Systemic treatment with the inhibitory neurotransmitter gamma-aminobutyric acid aggravates experimental autoimmune encephalomyelitis by affecting proinflammatory immune responses

Transcriptomic and proteomic analyses of multiple sclerosis (MS) lesions indicate alterations in the gamma-aminobutyric acid (GABA) inhibitory system, suggesting its involvement in the disease process. To further elucidate the role of GABA in central nervous system (CNS) inflammation in vivo, the chronic myelin oligodendrocyte glycoprotein (MOG)35-55 experimental autoimmune encephalomyelitis (EAE) model was used.
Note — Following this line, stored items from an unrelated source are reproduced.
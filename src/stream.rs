//! The stream transport channel.
//!
//! One channel per remote endpoint, created on first send and torn down
//! again after its idle linger expires. Every message is preceded by a
//! 2-byte big-endian length; the prefix is prepended once when the write is
//! enqueued, and partial writes only advance a position within the buffer.
//! Reading runs a small state machine: fill the 2-byte prefix, decode the
//! length, fill an exact-size body buffer across as many read events as it
//! takes, deliver, reset.

use std::collections::VecDeque;
use std::future::Future;
use std::io;
use std::net::SocketAddr;
use std::pin::Pin;
use std::sync::Arc;
use std::task::{Context, Poll};

use bytes::{BufMut, Bytes, BytesMut};
use tokio::net::TcpStream;
use tracing::{debug, trace, warn};

use crate::error::Error;
use crate::queries::Queries;
use crate::reactor::Events;
use crate::timeouts::TimeoutHandle;

//------------ StreamEvent ---------------------------------------------------

/// What a readiness poll of a stream channel produced.
pub(crate) enum StreamEvent {
    /// The nonblocking connect finished.
    Connected(io::Result<()>),

    /// The connected socket reported readiness.
    Io(Events),
}

//------------ Flow ----------------------------------------------------------

/// The outcome of running a channel handler.
#[derive(Clone, Copy, Debug, Default)]
pub(crate) struct Flow {
    /// At least one byte was read or written; resets the idle timer.
    pub activity: bool,

    /// The channel is broken or finished and must be removed.
    pub closed: bool,
}

//------------ PendingWrite --------------------------------------------------

/// One queued outbound message, length prefix already in place.
struct PendingWrite {
    /// The query this write belongs to.
    id: u16,

    /// Prefixed wire bytes.
    buf: Bytes,

    /// How much of `buf` has been written so far.
    pos: usize,
}

/// Builds the wire form of a message: 2-byte big-endian length, then body.
///
/// The caller has already verified that the length fits in 16 bits.
fn frame(msg: &[u8]) -> Bytes {
    let mut buf = BytesMut::with_capacity(msg.len() + 2);
    buf.put_u16(msg.len() as u16);
    buf.extend_from_slice(msg);
    buf.freeze()
}

//------------ ReadAssembly --------------------------------------------------

/// Reassembly state for length-prefixed messages.
struct ReadAssembly {
    /// The fixed-size length prefix.
    prefix: [u8; 2],

    /// How much of the prefix has been received.
    have: usize,

    /// The message body, once the prefix is complete.
    body: Option<Body>,
}

/// A partially received message body.
struct Body {
    /// Exact-size buffer allocated from the decoded length.
    buf: Vec<u8>,

    /// How much of `buf` has been received.
    have: usize,
}

impl ReadAssembly {
    /// Creates the state for a fresh connection.
    fn new() -> Self {
        ReadAssembly {
            prefix: [0; 2],
            have: 0,
            body: None,
        }
    }

    /// Returns the buffer space the next read should fill.
    ///
    /// Never empty: while the prefix is incomplete this is the rest of the
    /// prefix, afterwards the rest of the body.
    fn next_slice(&mut self) -> &mut [u8] {
        match &mut self.body {
            None => &mut self.prefix[self.have..],
            Some(body) => &mut body.buf[body.have..],
        }
    }

    /// Records that `count` bytes of the current slice were filled.
    ///
    /// Returns a completed message if this read finished one.
    fn advance(&mut self, count: usize) -> Option<Bytes> {
        match &mut self.body {
            None => {
                self.have += count;
                if self.have == 2 {
                    self.have = 0;
                    let len = usize::from(u16::from_be_bytes(self.prefix));
                    if len == 0 {
                        // A zero-length message completes right away.
                        return Some(Bytes::new());
                    }
                    self.body = Some(Body {
                        buf: vec![0; len],
                        have: 0,
                    });
                }
                None
            }
            Some(body) => {
                body.have += count;
                if body.have == body.buf.len() {
                    let body = self.body.take()?;
                    Some(Bytes::from(body.buf))
                } else {
                    None
                }
            }
        }
    }

    /// Returns whether a message is partially received.
    fn mid_message(&self) -> bool {
        self.have > 0 || self.body.is_some()
    }
}

//------------ StreamChannel -------------------------------------------------

/// Connection progress of a stream channel.
enum State {
    /// The nonblocking connect is still in flight.
    Connecting(Pin<Box<dyn Future<Output = io::Result<TcpStream>> + Send>>),

    /// The socket is connected.
    Connected(TcpStream),
}

/// A stream channel to one remote endpoint.
pub(crate) struct StreamChannel {
    /// The remote endpoint.
    peer: SocketAddr,

    /// Socket or pending connect.
    state: State,

    /// Outbound messages in submission order.
    queue: VecDeque<PendingWrite>,

    /// Inbound reassembly state.
    assembly: ReadAssembly,

    /// The current idle linger timer.
    idle: Option<TimeoutHandle>,

    /// Bumped on every activity; stale idle timers carry an old value.
    generation: u64,
}

impl StreamChannel {
    /// Creates a channel and starts its nonblocking connect.
    ///
    /// Must be called from within the reactor's runtime.
    pub fn new(peer: SocketAddr) -> Self {
        StreamChannel {
            peer,
            state: State::Connecting(Box::pin(TcpStream::connect(peer))),
            queue: VecDeque::new(),
            assembly: ReadAssembly::new(),
            idle: None,
            generation: 0,
        }
    }

    /// Enqueues one message, prepending its length prefix.
    pub fn send(&mut self, id: u16, msg: &[u8]) {
        self.queue.push_back(PendingWrite {
            id,
            buf: frame(msg),
            pos: 0,
        });
    }

    /// Returns the current timer generation.
    pub fn generation(&self) -> u64 {
        self.generation
    }

    /// Cancels the running idle timer and bumps the generation.
    ///
    /// The reactor schedules a fresh timer afterwards; a stale timer that
    /// fires anyway carries an outdated generation and is ignored.
    pub fn begin_activity(&mut self) -> u64 {
        if let Some(idle) = self.idle.take() {
            idle.cancel();
        }
        self.generation += 1;
        self.generation
    }

    /// Stores the handle of the freshly scheduled idle timer.
    pub fn set_idle_timer(&mut self, handle: TimeoutHandle) {
        self.idle = Some(handle);
    }

    /// Polls connect progress or socket readiness.
    pub fn poll_events(&mut self, cx: &mut Context<'_>) -> Poll<StreamEvent> {
        match &mut self.state {
            State::Connecting(fut) => match fut.as_mut().poll(cx) {
                Poll::Ready(Ok(sock)) => {
                    self.state = State::Connected(sock);
                    Poll::Ready(StreamEvent::Connected(Ok(())))
                }
                Poll::Ready(Err(err)) => {
                    Poll::Ready(StreamEvent::Connected(Err(err)))
                }
                Poll::Pending => Poll::Pending,
            },
            State::Connected(sock) => {
                let mut events = Events::default();
                if !self.queue.is_empty() {
                    if sock.poll_write_ready(cx).is_ready() {
                        // An error surfaces again in the write handler.
                        events.writable = true;
                    }
                }
                if sock.poll_read_ready(cx).is_ready() {
                    events.readable = true;
                }
                if events.any() {
                    Poll::Ready(StreamEvent::Io(events))
                } else {
                    Poll::Pending
                }
            }
        }
    }

    /// Drains the write queue as far as the socket allows.
    ///
    /// Partial writes advance the buffer position; the prefix is never
    /// rebuilt.
    pub fn handle_write(&mut self, queries: &Queries) -> Flow {
        let mut flow = Flow::default();
        let mut broken = None;
        {
            let State::Connected(sock) = &self.state else {
                return flow;
            };
            loop {
                let Some(front) = self.queue.front_mut() else {
                    break;
                };
                match sock.try_write(&front.buf[front.pos..]) {
                    Ok(0) => {
                        broken = Some(Error::StreamWriteError(Arc::new(
                            io::ErrorKind::WriteZero.into(),
                        )));
                        break;
                    }
                    Ok(count) => {
                        flow.activity = true;
                        front.pos += count;
                        if front.pos == front.buf.len() {
                            trace!(
                                id = front.id,
                                peer = %self.peer,
                                "stream message written"
                            );
                            self.queue.pop_front();
                        }
                    }
                    Err(err) if err.kind() == io::ErrorKind::WouldBlock => {
                        break;
                    }
                    Err(err) => {
                        warn!(
                            peer = %self.peer,
                            error = %err,
                            "stream write failed"
                        );
                        broken = Some(Error::StreamWriteError(Arc::new(err)));
                        break;
                    }
                }
            }
        }
        if let Some(error) = broken {
            self.fail_queued(queries, error);
            flow.closed = true;
        }
        flow
    }

    /// Reads as much as the socket allows through the reassembly state.
    pub fn handle_read(&mut self, queries: &Queries) -> Flow {
        let mut flow = Flow::default();
        let mut broken = None;
        {
            let State::Connected(sock) = &self.state else {
                return flow;
            };
            loop {
                match sock.try_read(self.assembly.next_slice()) {
                    Ok(0) => {
                        debug!(peer = %self.peer, "stream closed by peer");
                        broken = Some(if self.assembly.mid_message() {
                            Error::StreamUnexpectedEndOfData
                        } else {
                            Error::ConnectionClosed
                        });
                        break;
                    }
                    Ok(count) => {
                        flow.activity = true;
                        if let Some(msg) = self.assembly.advance(count) {
                            Self::deliver(self.peer, msg, queries);
                        }
                    }
                    Err(err) if err.kind() == io::ErrorKind::WouldBlock => {
                        break;
                    }
                    Err(err) => {
                        warn!(
                            peer = %self.peer,
                            error = %err,
                            "stream read failed"
                        );
                        broken = Some(Error::StreamReadError(Arc::new(err)));
                        break;
                    }
                }
            }
        }
        if let Some(error) = broken {
            self.fail_queued(queries, error);
            flow.closed = true;
        }
        flow
    }

    /// Correlates one completed message.
    fn deliver(peer: SocketAddr, msg: Bytes, queries: &Queries) {
        if msg.len() < 2 {
            debug!(%peer, len = msg.len(), "frame too short for an id; discarded");
            return;
        }
        let id = u16::from_be_bytes([msg[0], msg[1]]);
        trace!(id, %peer, len = msg.len(), "stream message received");
        // The socket is connected to the peer, so no source check is
        // needed here.
        queries.complete(id, None, msg);
    }

    /// Fails every queued write and cancels the idle timer.
    ///
    /// Dropping the channel afterwards closes the socket. Queries whose
    /// writes already went out are left to their own timeouts.
    pub fn fail_queued(&mut self, queries: &Queries, error: Error) {
        if let Some(idle) = self.idle.take() {
            idle.cancel();
        }
        for write in self.queue.drain(..) {
            queries.fail(write.id, error.clone());
        }
    }
}

//============ Tests =========================================================

#[cfg(test)]
mod test {
    use super::*;

    /// Feeds `data` into the assembly in chunks of at most `step` bytes,
    /// collecting completed messages.
    fn feed(assembly: &mut ReadAssembly, data: &[u8], step: usize) -> Vec<Bytes> {
        let mut done = Vec::new();
        let mut rest = data;
        while !rest.is_empty() {
            let slice = assembly.next_slice();
            let count = step.min(slice.len()).min(rest.len());
            slice[..count].copy_from_slice(&rest[..count]);
            rest = &rest[count..];
            if let Some(msg) = assembly.advance(count) {
                done.push(msg);
            }
        }
        done
    }

    #[test]
    fn frame_prepends_big_endian_length() {
        let buf = frame(b"\x12\x34hello");
        assert_eq!(&buf[..2], &[0, 7]);
        assert_eq!(&buf[2..], b"\x12\x34hello");
    }

    #[test]
    fn reassembles_message_split_across_reads() {
        // Prefix arriving one byte at a time, then the body in one read.
        let mut assembly = ReadAssembly::new();
        assert!(feed(&mut assembly, &[0], 1).is_empty());
        assert!(feed(&mut assembly, &[5], 1).is_empty());
        let done = feed(&mut assembly, b"\x00\x01abc", 5);
        assert_eq!(done, [Bytes::from_static(b"\x00\x01abc")]);

        // Body split across two reads on the same assembly.
        assert!(feed(&mut assembly, &[0, 4], 2).is_empty());
        assert!(feed(&mut assembly, b"\x00\x02", 2).is_empty());
        let done = feed(&mut assembly, b"xy", 2);
        assert_eq!(done, [Bytes::from_static(b"\x00\x02xy")]);
    }

    #[test]
    fn reassembles_back_to_back_messages_bytewise() {
        let mut assembly = ReadAssembly::new();
        let mut wire = Vec::new();
        wire.extend_from_slice(&frame(b"\x00\x01aa"));
        wire.extend_from_slice(&frame(b"\x00\x02bbb"));
        let done = feed(&mut assembly, &wire, 1);
        assert_eq!(
            done,
            [
                Bytes::from_static(b"\x00\x01aa"),
                Bytes::from_static(b"\x00\x02bbb")
            ]
        );
        assert!(!assembly.mid_message());
    }

    #[test]
    fn zero_length_frame_completes_immediately() {
        let mut assembly = ReadAssembly::new();
        let done = feed(&mut assembly, &[0, 0], 2);
        assert_eq!(done, [Bytes::new()]);
        assert!(!assembly.mid_message());
    }

    #[test]
    fn mid_message_is_tracked() {
        let mut assembly = ReadAssembly::new();
        assert!(!assembly.mid_message());
        feed(&mut assembly, &[0], 1);
        assert!(assembly.mid_message());
        feed(&mut assembly, &[3, b'a'], 2);
        assert!(assembly.mid_message());
        feed(&mut assembly, b"bc", 2);
        assert!(!assembly.mid_message());
    }
}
Daily GABA injections (200 mg/kg) from day 3 onwards significantly augmented disease severity, which was associated with increased CNS mRNA expression levels of tumor necrosis factor alpha (TNF-α) and interleukin (IL)-6. GABA-treated mice showed enhanced MOG-dependent proliferation and were skewed towards a T helper 1 phenotype. Moreover, in vitro, the lipopolysaccharide (LPS)-induced increase in interleukin (IL)-6 production by macrophages was enhanced at low GABA concentrations (0.03-0.3 mM). In sharp contrast to exogenous GABA administration, endogenous GABA increment by systemic treatment with the GABA-transaminase inhibitor vigabatrin (250 mg/kg) had prophylactic as well as therapeutic potential in EAE. Together, these results indicate an immune amplifying role of GABA in neuroinflammatory diseases like MS.